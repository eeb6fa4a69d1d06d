//! # PMTK Checksum
//!
//! NMEA-style checksum used by the PMTK GPS sub-protocol.
//!
//! **Algorithm**: XOR of every byte of the sentence body
//! **Terminator**: `*` (bytes after it are not covered)
//! **Forbidden**: `$` and `!` (sentence start markers, never part of a body)

/// Sentence body terminator
const CHECKSUM_TERMINATOR: u8 = b'*';

/// Calculate the PMTK checksum of a sentence body
///
/// # Arguments
///
/// * `body` - Sentence body without the leading `$`, e.g. `"PMTK184,1"`
///
/// # Returns
///
/// * `Option<u8>` - XOR checksum, or `None` if a `$` or `!` appears before
///   the terminator. A frame must not be sent in that case.
///
/// # Examples
///
/// ```
/// use bfv_link::protocol::checksum::pmtk_checksum;
///
/// assert_eq!(pmtk_checksum("PMTK183"), Some(0x38));
/// assert_eq!(pmtk_checksum("$PMTK183"), None);
/// ```
pub fn pmtk_checksum(body: &str) -> Option<u8> {
    let mut checksum: u8 = 0;

    for &byte in body.as_bytes() {
        match byte {
            b'$' | b'!' => return None,
            CHECKSUM_TERMINATOR => break,
            _ => checksum ^= byte,
        }
    }

    Some(checksum)
}

/// Format a checksum the way the instrument expects it
///
/// Uppercase hex without zero padding (`0x0A` -> `"A"`).
pub fn format_checksum(checksum: u8) -> String {
    format!("{:X}", checksum)
}

#[cfg(test)]
mod tests {
    use super::*;

    fn xor_all(s: &str) -> u8 {
        s.bytes().fold(0, |acc, b| acc ^ b)
    }

    #[test]
    fn test_checksum_empty() {
        assert_eq!(pmtk_checksum(""), Some(0x00));
    }

    #[test]
    fn test_checksum_known_codes() {
        // Values published alongside the MTK LOCUS command set
        assert_eq!(pmtk_checksum("PMTK183"), Some(0x38));
        assert_eq!(pmtk_checksum("PMTK184,1"), Some(0x22));
        assert_eq!(pmtk_checksum("PMTK622,0"), Some(0x28));
    }

    #[test]
    fn test_checksum_matches_xor_definition() {
        for code in ["PMTK183", "PMTK184,1", "PMTK622,0", "PMTK314,0,1,0,1"] {
            assert_eq!(pmtk_checksum(code), Some(xor_all(code)), "code {}", code);
        }
    }

    #[test]
    fn test_checksum_stops_at_terminator() {
        assert_eq!(pmtk_checksum("PMTK183*38"), pmtk_checksum("PMTK183"));
    }

    #[test]
    fn test_checksum_rejects_sentence_markers() {
        assert_eq!(pmtk_checksum("$PMTK183"), None);
        assert_eq!(pmtk_checksum("PMTK!183"), None);
        // Markers after the terminator are not inspected
        assert_eq!(pmtk_checksum("PMTK183*$"), pmtk_checksum("PMTK183"));
    }

    #[test]
    fn test_format_checksum_no_padding() {
        assert_eq!(format_checksum(0x0A), "A");
        assert_eq!(format_checksum(0x38), "38");
        assert_eq!(format_checksum(0xFF), "FF");
        assert_eq!(format_checksum(0x00), "0");
    }
}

○ ○ ○ ○ ○ ○ ○

WHAT NEEDS TO BE DONE: Work through the records line by line and tally those with the word "Some". Report only the total.

TASK SOLUTION: 7